## [WORK TO COMPLETE]
From the data below, return the exact lines starting at the line containing "filename crates/nr_storage/src/backends/sqlite.rs" and ending at the line containing "CREATE TABLE IF", both included, and nothing else.

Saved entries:
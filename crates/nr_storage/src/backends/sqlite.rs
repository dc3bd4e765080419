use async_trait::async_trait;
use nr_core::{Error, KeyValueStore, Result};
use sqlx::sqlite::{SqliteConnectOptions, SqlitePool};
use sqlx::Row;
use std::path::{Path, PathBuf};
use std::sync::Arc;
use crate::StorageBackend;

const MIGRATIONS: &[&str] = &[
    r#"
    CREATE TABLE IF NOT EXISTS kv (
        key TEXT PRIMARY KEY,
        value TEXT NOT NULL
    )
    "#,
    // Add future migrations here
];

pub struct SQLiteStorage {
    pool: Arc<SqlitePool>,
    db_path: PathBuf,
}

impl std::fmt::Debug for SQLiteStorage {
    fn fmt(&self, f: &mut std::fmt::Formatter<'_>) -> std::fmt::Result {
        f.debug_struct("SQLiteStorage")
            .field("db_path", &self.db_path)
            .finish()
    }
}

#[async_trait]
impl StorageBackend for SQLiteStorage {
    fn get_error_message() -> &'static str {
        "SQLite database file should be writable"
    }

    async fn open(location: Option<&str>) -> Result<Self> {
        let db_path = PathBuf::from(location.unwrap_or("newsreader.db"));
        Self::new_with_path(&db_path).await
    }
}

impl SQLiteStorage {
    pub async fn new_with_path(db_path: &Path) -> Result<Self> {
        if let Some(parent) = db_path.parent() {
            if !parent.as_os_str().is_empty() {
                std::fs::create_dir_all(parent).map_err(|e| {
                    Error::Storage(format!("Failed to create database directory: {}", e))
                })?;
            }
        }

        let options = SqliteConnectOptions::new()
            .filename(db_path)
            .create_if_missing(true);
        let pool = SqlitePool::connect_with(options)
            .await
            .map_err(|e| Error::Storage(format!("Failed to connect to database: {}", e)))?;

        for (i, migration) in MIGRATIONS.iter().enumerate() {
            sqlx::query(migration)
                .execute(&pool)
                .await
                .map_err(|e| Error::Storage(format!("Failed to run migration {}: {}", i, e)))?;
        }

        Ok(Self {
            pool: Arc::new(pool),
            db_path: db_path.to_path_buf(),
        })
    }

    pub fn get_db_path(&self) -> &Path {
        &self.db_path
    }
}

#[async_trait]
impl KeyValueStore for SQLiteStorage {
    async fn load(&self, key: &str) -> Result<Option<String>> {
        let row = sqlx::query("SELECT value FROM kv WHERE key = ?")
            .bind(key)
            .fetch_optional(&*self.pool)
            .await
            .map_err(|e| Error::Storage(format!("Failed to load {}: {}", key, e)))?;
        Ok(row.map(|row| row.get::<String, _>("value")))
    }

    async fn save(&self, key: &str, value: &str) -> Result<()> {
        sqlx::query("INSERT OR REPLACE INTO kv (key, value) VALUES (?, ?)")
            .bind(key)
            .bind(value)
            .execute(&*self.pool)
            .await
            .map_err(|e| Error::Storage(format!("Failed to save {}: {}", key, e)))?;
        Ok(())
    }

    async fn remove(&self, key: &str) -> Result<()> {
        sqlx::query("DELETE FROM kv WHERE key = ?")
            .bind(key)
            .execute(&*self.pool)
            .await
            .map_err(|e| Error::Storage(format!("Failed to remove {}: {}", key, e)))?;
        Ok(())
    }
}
==
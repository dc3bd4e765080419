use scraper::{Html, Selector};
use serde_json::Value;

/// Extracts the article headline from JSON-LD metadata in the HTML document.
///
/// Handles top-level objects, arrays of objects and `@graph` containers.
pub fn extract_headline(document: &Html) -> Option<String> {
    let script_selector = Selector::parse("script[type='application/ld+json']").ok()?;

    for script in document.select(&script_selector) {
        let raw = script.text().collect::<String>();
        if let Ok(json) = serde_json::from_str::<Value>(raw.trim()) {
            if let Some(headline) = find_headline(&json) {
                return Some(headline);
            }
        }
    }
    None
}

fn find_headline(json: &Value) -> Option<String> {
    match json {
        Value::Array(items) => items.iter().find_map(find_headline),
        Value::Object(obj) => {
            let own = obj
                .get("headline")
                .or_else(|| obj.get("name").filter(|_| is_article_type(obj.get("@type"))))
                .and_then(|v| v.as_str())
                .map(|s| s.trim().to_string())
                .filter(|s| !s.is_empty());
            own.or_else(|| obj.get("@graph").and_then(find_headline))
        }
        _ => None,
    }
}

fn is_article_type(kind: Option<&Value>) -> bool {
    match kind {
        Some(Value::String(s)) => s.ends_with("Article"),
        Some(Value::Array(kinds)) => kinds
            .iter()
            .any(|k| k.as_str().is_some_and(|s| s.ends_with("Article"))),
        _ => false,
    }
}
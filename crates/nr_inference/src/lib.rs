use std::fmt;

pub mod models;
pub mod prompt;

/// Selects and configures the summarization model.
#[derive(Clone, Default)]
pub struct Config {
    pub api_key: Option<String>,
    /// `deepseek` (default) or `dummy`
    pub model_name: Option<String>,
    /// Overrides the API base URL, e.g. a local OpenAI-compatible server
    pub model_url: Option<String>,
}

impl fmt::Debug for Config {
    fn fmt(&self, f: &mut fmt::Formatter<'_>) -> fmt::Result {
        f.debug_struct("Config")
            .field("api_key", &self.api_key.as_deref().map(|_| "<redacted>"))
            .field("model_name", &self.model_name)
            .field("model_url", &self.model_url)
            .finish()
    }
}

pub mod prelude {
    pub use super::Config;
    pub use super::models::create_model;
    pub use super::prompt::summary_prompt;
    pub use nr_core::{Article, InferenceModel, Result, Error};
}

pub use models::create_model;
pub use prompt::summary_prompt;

## [RESPONSE AREA]
filename crates/nr_storage/src/backends/sqlite.rs
repository dc3bd4e765080419
use async_trait::async_trait;
use nr_core::{Error, KeyValueStore, Result};
use sqlx::sqlite::{SqliteConnectOptions, SqlitePool};
use sqlx::Row;
use std::path::{Path, PathBuf};
use std::sync::Arc;
use crate::StorageBackend;

const MIGRATIONS: &[&str] = &[
    r#"
    CREATE TABLE IF NOT EXISTS kv (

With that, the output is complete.